* **WHAT IS BEING ASKED**
After locating "pub fn find_by_reward(&self, identity: &str)" in the listing below, copy that line and each one after it exactly, ending with the line that has "time::OffsetDateTime::now_utc()".

* **DATA FOR REVIEW**
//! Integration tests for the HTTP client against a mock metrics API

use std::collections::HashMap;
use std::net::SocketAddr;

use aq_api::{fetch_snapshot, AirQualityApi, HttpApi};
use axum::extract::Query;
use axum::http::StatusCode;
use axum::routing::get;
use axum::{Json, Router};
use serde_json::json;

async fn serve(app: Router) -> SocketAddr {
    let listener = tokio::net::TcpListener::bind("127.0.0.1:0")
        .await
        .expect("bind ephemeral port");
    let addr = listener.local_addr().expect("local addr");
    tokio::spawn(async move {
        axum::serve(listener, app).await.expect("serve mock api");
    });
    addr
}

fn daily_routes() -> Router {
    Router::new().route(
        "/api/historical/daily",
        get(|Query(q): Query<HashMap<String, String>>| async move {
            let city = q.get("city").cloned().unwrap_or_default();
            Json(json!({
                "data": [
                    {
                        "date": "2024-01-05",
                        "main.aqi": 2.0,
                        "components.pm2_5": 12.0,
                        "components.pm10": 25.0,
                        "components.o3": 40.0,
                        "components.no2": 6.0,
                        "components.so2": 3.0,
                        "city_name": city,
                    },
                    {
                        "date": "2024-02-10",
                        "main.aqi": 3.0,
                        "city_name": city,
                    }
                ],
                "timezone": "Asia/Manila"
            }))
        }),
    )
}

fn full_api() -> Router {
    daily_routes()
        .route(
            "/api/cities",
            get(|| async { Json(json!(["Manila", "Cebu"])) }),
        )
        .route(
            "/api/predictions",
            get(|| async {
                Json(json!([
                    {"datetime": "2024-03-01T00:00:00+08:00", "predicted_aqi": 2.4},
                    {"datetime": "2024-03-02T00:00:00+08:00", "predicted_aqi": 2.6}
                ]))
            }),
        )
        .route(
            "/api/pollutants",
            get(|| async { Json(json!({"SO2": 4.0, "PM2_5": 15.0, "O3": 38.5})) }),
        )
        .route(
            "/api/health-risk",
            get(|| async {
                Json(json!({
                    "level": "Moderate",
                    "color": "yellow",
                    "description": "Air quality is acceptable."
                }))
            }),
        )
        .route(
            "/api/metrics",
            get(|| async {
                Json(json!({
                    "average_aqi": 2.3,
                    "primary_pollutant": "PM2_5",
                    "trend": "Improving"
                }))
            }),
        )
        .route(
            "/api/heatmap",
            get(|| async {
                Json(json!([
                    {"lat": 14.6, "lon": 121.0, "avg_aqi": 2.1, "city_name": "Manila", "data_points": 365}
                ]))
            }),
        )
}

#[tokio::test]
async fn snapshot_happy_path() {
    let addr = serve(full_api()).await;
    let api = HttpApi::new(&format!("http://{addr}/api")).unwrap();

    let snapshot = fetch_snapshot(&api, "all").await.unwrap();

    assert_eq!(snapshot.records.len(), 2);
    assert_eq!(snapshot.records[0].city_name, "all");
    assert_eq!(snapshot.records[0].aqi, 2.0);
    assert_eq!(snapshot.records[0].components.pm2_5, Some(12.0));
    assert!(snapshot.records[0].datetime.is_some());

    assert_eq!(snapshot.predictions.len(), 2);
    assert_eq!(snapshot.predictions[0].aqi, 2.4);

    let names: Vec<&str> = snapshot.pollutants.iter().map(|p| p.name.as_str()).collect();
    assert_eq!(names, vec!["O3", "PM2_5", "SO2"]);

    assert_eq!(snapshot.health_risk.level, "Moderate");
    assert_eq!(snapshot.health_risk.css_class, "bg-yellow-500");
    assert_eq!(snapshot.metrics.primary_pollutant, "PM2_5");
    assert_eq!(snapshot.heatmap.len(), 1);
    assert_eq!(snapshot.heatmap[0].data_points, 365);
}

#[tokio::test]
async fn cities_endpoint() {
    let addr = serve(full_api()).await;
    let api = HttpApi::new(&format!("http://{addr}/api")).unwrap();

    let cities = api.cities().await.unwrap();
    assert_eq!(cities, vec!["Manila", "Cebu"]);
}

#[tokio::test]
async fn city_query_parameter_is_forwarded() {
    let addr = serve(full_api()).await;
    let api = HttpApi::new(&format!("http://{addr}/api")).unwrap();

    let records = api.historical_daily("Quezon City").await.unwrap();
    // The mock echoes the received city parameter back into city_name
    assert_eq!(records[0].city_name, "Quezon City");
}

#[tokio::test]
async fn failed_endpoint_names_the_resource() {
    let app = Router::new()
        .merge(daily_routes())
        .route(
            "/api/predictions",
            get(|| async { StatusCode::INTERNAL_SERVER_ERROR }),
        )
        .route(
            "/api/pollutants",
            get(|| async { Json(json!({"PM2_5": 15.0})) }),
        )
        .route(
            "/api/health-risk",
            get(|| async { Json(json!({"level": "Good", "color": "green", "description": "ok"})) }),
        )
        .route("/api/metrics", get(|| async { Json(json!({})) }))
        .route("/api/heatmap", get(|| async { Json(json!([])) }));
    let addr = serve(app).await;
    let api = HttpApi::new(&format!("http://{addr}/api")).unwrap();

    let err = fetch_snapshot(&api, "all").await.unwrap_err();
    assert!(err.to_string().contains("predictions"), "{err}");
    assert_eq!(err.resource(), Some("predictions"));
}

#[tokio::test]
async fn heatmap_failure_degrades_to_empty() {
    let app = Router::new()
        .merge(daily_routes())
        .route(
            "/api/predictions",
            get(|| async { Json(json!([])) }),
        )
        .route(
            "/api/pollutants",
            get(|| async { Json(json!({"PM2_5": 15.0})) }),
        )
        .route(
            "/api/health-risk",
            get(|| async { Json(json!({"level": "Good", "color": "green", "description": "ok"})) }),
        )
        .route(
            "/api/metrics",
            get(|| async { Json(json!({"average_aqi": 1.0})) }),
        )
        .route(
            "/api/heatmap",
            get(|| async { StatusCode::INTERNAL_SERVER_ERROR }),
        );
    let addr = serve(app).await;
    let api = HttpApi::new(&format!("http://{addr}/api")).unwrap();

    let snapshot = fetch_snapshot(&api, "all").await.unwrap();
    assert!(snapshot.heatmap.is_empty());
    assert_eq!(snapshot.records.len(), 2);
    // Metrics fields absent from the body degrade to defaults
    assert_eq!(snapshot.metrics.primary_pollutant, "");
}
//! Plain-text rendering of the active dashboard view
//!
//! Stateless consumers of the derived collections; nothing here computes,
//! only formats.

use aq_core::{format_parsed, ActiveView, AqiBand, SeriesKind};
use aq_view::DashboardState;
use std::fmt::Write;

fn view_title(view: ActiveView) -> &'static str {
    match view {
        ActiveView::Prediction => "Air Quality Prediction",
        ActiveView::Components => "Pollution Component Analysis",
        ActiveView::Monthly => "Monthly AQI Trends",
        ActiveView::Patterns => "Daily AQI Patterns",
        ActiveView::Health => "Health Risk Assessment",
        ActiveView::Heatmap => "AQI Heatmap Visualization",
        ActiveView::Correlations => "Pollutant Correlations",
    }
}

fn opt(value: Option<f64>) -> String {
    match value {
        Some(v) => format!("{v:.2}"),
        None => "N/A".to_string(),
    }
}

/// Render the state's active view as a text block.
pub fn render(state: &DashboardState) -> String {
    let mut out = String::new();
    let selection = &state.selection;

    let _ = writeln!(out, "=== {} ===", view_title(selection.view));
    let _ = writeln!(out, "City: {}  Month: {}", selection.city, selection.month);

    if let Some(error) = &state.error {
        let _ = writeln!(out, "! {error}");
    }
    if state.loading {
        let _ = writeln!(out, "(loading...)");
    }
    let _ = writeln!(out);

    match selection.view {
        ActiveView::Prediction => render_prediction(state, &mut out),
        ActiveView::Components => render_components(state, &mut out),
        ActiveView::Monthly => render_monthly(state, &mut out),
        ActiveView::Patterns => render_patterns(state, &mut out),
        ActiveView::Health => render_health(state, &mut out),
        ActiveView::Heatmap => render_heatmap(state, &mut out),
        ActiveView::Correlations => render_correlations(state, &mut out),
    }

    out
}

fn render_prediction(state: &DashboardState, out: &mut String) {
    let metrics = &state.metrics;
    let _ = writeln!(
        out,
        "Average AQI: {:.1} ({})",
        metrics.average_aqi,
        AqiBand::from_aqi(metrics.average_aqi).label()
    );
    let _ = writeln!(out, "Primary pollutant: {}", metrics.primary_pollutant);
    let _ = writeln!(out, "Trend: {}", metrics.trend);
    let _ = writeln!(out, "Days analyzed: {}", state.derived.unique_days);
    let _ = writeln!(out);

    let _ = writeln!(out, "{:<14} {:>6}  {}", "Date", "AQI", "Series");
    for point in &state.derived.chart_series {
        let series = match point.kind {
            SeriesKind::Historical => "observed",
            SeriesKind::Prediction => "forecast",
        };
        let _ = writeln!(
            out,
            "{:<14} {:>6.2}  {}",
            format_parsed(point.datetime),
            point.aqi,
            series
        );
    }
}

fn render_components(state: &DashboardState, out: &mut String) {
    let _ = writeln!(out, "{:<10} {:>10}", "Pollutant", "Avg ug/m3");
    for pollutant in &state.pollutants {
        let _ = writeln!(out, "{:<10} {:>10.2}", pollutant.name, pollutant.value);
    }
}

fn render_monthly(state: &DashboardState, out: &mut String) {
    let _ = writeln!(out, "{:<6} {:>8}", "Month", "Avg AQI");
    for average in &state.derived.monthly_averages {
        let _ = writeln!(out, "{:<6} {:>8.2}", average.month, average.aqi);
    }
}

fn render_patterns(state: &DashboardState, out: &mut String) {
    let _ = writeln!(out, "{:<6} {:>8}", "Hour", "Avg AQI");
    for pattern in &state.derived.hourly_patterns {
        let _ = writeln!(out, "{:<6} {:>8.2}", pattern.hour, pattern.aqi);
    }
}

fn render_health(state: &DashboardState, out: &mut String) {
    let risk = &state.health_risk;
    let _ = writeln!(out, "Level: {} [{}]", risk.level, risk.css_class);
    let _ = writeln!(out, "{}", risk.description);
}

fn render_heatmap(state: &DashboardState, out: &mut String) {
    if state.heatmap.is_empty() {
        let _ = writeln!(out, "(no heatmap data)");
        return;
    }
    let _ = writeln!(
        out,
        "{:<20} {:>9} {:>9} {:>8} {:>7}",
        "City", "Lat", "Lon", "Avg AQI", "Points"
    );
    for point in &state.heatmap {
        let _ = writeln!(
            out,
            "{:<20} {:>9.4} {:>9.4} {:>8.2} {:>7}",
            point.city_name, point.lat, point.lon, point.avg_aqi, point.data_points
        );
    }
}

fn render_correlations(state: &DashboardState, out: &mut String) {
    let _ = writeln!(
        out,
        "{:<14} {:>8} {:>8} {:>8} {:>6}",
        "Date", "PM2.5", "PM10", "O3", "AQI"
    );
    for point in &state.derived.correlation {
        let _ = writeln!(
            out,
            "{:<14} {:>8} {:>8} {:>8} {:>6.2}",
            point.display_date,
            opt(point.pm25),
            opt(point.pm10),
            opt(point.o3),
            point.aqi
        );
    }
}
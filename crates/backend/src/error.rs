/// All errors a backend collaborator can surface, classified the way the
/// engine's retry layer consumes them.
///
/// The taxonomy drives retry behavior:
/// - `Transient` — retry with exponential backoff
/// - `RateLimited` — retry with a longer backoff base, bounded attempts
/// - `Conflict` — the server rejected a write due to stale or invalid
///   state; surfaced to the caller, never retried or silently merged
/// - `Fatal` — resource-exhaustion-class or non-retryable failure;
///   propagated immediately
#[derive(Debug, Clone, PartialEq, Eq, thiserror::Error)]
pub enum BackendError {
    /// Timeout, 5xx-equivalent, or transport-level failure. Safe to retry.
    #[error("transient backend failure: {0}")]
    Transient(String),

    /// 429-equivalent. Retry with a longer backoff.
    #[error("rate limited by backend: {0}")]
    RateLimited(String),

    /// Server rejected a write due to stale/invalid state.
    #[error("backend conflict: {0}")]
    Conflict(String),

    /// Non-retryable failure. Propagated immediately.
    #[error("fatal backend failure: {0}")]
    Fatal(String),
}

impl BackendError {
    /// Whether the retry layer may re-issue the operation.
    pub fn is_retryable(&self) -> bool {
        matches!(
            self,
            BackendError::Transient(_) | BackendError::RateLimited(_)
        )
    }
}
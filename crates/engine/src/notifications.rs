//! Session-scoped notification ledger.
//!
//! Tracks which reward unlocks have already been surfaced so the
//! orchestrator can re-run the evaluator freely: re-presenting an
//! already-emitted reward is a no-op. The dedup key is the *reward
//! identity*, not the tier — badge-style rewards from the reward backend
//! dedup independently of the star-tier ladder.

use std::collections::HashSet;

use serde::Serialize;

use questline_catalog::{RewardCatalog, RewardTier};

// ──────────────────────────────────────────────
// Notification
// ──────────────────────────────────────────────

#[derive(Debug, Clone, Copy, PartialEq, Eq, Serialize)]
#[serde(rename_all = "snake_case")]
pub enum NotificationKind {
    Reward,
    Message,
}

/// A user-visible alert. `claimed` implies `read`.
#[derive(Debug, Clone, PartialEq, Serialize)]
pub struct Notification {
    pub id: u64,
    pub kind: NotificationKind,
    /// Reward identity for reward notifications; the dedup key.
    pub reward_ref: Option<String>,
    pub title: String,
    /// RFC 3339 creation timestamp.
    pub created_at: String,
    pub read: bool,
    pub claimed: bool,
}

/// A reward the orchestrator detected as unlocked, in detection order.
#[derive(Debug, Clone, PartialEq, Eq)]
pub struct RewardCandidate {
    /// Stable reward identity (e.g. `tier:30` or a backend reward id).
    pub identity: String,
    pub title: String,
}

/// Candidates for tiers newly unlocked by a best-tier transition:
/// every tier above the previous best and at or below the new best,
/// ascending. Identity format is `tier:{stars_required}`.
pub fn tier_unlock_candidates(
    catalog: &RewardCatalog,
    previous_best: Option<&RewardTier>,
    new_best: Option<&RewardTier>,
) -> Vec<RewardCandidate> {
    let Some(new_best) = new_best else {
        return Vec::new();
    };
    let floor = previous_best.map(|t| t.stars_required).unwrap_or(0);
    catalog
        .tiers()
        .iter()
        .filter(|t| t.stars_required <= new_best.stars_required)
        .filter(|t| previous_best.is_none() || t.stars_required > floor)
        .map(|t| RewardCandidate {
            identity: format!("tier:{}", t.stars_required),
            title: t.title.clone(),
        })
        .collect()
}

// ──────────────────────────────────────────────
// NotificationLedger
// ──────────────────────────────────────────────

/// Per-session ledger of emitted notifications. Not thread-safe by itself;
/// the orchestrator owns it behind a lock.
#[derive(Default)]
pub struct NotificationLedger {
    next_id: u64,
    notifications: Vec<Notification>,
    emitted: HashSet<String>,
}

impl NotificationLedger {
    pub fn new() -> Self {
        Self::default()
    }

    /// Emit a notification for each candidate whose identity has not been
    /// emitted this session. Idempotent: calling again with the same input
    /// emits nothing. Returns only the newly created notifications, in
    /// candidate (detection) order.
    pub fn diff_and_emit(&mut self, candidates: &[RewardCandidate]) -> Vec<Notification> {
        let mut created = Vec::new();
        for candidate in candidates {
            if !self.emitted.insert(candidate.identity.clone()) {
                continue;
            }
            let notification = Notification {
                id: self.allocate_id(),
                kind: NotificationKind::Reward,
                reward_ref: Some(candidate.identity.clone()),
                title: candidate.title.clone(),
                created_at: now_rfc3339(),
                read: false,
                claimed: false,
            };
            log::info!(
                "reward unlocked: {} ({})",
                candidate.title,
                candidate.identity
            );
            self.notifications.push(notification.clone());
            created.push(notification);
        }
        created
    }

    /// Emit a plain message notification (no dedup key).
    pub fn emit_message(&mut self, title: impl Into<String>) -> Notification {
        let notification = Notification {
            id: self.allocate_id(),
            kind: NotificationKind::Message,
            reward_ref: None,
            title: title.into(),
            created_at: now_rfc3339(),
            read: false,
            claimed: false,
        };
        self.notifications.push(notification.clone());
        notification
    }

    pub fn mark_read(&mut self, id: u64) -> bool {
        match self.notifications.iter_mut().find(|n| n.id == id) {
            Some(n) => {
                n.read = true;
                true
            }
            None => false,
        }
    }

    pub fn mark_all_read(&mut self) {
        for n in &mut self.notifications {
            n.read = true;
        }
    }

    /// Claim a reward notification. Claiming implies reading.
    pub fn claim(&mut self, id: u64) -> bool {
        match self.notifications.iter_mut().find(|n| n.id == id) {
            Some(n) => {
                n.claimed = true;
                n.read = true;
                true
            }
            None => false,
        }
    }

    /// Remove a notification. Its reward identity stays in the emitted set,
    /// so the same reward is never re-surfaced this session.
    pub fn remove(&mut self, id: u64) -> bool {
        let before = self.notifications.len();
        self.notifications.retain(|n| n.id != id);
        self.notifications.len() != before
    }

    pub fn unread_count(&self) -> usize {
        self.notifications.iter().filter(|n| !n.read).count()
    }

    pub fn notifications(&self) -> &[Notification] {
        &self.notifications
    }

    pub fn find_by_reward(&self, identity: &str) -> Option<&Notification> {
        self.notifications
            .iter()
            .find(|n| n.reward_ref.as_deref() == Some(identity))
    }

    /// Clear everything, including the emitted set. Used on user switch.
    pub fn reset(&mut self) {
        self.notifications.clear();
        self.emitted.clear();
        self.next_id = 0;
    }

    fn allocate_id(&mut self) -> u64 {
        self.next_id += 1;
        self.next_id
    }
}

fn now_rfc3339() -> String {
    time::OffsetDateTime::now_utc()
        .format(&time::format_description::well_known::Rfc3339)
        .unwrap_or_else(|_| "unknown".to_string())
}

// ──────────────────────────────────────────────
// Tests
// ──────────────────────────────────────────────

* **OUTPUT OF THE EXERCISE**
    pub fn find_by_reward(&self, identity: &str) -> Option<&Notification> {
        self.notifications
            .iter()
            .find(|n| n.reward_ref.as_deref() == Some(identity))
    }

    /// Clear everything, including the emitted set. Used on user switch.
    pub fn reset(&mut self) {
        self.notifications.clear();
        self.emitted.clear();
        self.next_id = 0;
    }

    fn allocate_id(&mut self) -> u64 {
        self.next_id += 1;
        self.next_id
    }
}

fn now_rfc3339() -> String {
    time::OffsetDateTime::now_utc()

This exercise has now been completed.